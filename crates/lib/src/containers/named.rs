//! Points, sets and intervals: a display name over one coefficient collection.

use super::{Container, NodeContext};
use crate::types::{CapitalLetter, IntervalSettings, IntervalType, PointSettings, SetSettings};

macro_rules! named_container {
    ($($shape:ty),+) => {
        $(
            impl $shape {
                pub fn with_name(&self, name: CapitalLetter) -> Self {
                    Self {
                        name,
                        ..self.clone()
                    }
                }

                pub fn with_show_name(&self, show_name: bool) -> Self {
                    Self {
                        show_name,
                        ..self.clone()
                    }
                }
            }

            impl Container for $shape {
                fn normalize(&self, _ctx: &NodeContext<'_>) -> Self {
                    self.clone()
                }

                fn preserve(&self, base: Self) -> Self {
                    Self {
                        name: self.name,
                        show_name: self.show_name,
                        ..base
                    }
                }
            }
        )+
    };
}

named_container!(PointSettings, SetSettings, IntervalSettings);

impl IntervalSettings {
    pub fn with_interval_type(&self, interval_type: IntervalType) -> Self {
        Self {
            interval_type,
            ..self.clone()
        }
    }

    pub fn with_minimum_length(&self, minimum_length: u32) -> Self {
        Self {
            minimum_length,
            ..self.clone()
        }
    }
}
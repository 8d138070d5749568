//! One module per subcommand. Each exposes a `run` taking its arguments and the
//! output format.

pub mod defaults;
pub mod kinds;
pub mod repair;
pub mod tree;

use std::path::Path;

use mathforge::{defaults::DefaultTable, input::Imported};

/// Reads a settings file and completes it from the builtin defaults.
pub(crate) fn import(path: &Path) -> Result<Imported, Box<dyn std::error::Error>> {
    let text = std::fs::read_to_string(path)
        .map_err(|err| format!("Failed to read {}: {err}", path.display()))?;
    let value: serde_json::Value = serde_json::from_str(&text)?;
    let imported = mathforge::input::parse_document(&value, &DefaultTable::builtin())?;
    tracing::debug!(
        path = %path.display(),
        kind = %imported.input.kind(),
        missing = imported.missing.len(),
        "Imported settings file"
    );
    Ok(imported)
}
//! Pre-order traversal for presentation layers.
//!
//! The engine does not draw anything. [`walk`] visits every node of a document,
//! root first, and hands a [`Renderer`] one [`NodeView`] per node with everything a
//! form needs: where the node is, what mode it is in, whether it offers a mode
//! toggle, and the state of its controls.
//!
//! # Usage
//!
//! ```rust
//! use mathforge::render::{NodeView, Renderer, walk};
//! use mathforge::{Document, MathObjectKind};
//!
//! struct Paths(Vec<String>);
//!
//! impl Renderer for Paths {
//!     fn node(&mut self, view: &NodeView<'_>) {
//!         self.0.push(view.container.to_string());
//!     }
//! }
//!
//! let document = Document::new(MathObjectKind::Point).unwrap();
//! let mut paths = Paths(Vec::new());
//! walk(&document, &mut paths);
//!
//! assert_eq!(paths.0[0], "0-point");
//! assert_eq!(paths.0[1], "0-point-coefficients");
//! ```

use crate::{
    Document,
    containers::{Container, Controls, NodeContext},
    path::{ContainerPath, NodePath},
    types::{MathObjectKind, Mode, Settings, with_container},
};

/// Everything a presentation layer gets to know about one node.
#[derive(Debug, Clone)]
pub struct NodeView<'a> {
    /// Position from the root.
    pub path: NodePath,
    /// Mode lookup id.
    pub container: ContainerPath,
    pub kind: MathObjectKind,
    /// Effective interface mode.
    pub mode: Mode,
    pub parent: Option<MathObjectKind>,
    pub settings: &'a Settings,
    /// Whether a simple/complex toggle is offered.
    pub toggle: bool,
    pub controls: Controls,
    pub depth: usize,
}

/// Receives node views from [`walk`].
pub trait Renderer {
    /// Called for every node, before its children.
    fn node(&mut self, view: &NodeView<'_>);

    /// Called for every node, after its children.
    fn leave(&mut self, _view: &NodeView<'_>) {}
}

/// The control state of any node.
pub fn controls(settings: &Settings, ctx: &NodeContext<'_>) -> Controls {
    with_container!(settings, container => container.controls(ctx))
}

/// Visits every node of `document` in pre-order.
pub fn walk<R: Renderer + ?Sized>(document: &Document, renderer: &mut R) {
    let Ok(ctx) = document.context(&NodePath::new()) else {
        return;
    };
    visit(document.settings(), &ctx, NodePath::new(), renderer);
}

fn visit<R: Renderer + ?Sized>(
    settings: &Settings,
    ctx: &NodeContext<'_>,
    path: NodePath,
    renderer: &mut R,
) {
    let view = NodeView {
        depth: path.depth(),
        container: ctx.path.clone(),
        kind: ctx.kind,
        mode: ctx.mode,
        parent: ctx.parent_kind(),
        settings,
        toggle: ctx.kind.supports_mode_toggle(),
        controls: controls(settings, ctx),
        path,
    };
    renderer.node(&view);

    for step in settings.steps() {
        if let Some(child) = settings.child(step) {
            let child_ctx = ctx.child(step, child.kind());
            visit(&child, &child_ctx, view.path.child(step), renderer);
        }
    }

    renderer.leave(&view);
}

•••••

Task
Using the entries above, return exactly the lines from the line with "let value: serde_json::Value" to the line with "with everything a", counting both of those lines.

Response to the task
    let value: serde_json::Value = serde_json::from_str(&text)?;
    let imported = mathforge::input::parse_document(&value, &DefaultTable::builtin())?;
    tracing::debug!(
        path = %path.display(),
        kind = %imported.input.kind(),
        missing = imported.missing.len(),
        "Imported settings file"
    );
    Ok(imported)
}
//! Pre-order traversal for presentation layers.
//!
//! The engine does not draw anything. [`walk`] visits every node of a document,
//! root first, and hands a [`Renderer`] one [`NodeView`] per node with everything a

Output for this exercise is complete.